**** Material shown ****

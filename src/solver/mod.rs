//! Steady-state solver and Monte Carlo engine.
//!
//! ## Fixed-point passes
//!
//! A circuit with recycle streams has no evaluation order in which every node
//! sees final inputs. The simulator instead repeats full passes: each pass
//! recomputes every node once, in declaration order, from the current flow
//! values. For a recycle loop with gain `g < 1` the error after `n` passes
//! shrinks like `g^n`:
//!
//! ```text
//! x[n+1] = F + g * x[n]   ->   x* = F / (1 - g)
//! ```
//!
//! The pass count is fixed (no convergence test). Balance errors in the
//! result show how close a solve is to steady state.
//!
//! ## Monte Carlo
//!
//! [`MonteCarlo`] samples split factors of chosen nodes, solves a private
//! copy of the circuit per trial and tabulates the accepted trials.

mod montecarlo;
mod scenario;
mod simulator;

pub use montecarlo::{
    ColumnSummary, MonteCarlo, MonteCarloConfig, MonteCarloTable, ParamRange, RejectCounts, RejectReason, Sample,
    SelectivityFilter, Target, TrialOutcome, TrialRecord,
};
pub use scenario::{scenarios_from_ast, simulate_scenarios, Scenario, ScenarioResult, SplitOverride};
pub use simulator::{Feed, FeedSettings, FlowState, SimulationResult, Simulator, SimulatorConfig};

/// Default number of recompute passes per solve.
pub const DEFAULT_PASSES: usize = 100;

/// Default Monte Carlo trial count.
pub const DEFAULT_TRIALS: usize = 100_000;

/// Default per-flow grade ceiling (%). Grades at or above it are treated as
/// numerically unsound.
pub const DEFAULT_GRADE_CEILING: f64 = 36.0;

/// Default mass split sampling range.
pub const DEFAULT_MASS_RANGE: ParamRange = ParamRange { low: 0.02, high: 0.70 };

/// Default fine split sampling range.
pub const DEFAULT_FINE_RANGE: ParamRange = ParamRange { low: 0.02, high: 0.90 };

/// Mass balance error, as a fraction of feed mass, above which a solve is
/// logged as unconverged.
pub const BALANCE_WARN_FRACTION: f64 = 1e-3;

****
**** Material shown ****

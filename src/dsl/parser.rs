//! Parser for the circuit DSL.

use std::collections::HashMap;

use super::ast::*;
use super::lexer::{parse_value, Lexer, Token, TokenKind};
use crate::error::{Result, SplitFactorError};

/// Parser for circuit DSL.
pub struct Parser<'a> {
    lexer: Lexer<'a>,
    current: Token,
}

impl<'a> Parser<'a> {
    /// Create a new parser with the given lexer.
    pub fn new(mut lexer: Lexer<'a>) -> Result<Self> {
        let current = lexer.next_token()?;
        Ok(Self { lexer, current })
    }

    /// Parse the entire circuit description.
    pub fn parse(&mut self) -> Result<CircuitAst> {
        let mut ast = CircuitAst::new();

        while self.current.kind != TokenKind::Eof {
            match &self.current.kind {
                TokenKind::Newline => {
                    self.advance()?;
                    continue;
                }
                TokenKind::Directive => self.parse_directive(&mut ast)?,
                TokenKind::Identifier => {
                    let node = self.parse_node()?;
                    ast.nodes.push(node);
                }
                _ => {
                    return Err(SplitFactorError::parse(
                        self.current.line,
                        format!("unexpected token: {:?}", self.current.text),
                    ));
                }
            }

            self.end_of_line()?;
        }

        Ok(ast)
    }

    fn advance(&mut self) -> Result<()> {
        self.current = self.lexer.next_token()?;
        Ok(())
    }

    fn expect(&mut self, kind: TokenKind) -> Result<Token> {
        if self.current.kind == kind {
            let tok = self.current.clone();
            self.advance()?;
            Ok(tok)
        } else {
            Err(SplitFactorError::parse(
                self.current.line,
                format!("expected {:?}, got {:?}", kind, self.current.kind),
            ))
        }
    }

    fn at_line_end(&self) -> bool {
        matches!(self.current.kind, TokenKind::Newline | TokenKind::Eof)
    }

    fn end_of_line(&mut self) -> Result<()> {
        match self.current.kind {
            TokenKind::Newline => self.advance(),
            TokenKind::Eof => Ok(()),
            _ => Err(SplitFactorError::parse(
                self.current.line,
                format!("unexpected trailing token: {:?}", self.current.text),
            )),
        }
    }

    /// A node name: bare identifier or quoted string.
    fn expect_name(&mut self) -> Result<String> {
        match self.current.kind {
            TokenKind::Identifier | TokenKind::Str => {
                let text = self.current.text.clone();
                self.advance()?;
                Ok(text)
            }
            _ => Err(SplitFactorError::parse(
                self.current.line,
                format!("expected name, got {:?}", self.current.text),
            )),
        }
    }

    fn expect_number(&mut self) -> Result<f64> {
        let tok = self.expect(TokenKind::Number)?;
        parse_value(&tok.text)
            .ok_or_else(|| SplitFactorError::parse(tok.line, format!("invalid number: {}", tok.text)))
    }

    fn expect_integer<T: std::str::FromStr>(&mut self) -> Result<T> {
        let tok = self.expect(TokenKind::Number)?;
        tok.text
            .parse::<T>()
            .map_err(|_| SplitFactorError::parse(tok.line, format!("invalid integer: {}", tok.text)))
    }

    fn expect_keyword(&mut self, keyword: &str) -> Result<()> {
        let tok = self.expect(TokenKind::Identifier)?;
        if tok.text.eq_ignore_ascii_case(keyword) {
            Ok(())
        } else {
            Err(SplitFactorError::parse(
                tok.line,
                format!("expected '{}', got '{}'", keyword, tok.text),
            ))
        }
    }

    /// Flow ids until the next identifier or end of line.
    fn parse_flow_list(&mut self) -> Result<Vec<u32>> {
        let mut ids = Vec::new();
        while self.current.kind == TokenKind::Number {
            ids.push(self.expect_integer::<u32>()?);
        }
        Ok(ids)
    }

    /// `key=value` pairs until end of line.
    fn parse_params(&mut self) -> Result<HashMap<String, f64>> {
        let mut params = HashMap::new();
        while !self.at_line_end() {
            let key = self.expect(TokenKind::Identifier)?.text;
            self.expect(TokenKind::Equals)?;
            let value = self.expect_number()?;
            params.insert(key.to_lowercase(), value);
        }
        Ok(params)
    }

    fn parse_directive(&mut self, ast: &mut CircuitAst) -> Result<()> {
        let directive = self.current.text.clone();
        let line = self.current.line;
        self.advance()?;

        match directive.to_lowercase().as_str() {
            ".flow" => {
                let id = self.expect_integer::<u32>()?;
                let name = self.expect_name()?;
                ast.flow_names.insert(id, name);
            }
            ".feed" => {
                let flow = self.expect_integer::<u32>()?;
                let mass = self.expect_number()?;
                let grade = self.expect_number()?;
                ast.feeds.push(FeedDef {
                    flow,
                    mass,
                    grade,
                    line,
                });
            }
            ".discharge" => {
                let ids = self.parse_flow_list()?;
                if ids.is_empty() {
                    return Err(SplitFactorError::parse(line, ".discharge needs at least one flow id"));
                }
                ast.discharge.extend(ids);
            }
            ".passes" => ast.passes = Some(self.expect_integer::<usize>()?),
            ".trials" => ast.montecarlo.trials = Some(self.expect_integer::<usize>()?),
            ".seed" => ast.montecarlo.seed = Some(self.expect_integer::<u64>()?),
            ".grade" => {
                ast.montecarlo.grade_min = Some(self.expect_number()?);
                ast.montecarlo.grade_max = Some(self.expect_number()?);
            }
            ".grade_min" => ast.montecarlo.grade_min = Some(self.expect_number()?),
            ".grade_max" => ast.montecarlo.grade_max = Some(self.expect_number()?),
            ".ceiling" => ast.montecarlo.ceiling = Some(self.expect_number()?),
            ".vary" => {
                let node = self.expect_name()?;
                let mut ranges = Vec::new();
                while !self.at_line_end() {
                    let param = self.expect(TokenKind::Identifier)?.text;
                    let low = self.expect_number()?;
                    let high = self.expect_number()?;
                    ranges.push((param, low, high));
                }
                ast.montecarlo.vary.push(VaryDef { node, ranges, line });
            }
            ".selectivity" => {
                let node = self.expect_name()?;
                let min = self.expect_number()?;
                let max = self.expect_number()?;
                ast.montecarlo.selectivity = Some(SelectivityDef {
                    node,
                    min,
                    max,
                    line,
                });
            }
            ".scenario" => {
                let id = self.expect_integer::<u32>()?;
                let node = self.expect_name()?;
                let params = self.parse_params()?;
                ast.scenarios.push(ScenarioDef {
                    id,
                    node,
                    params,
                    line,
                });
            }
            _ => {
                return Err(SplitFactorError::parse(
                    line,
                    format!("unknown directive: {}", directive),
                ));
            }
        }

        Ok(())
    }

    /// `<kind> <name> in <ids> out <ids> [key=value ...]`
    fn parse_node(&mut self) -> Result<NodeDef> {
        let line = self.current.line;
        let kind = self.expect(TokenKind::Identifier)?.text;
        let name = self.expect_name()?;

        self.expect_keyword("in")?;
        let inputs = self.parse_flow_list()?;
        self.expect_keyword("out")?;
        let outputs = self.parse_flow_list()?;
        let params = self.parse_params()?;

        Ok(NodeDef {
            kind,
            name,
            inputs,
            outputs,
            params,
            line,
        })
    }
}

****

## Exercise
Extract every line above that contains the word "inputs".

## Exercise answer
//! sees final inputs. The simulator instead repeats full passes: each pass
        let inputs = self.parse_flow_list()?;
            inputs,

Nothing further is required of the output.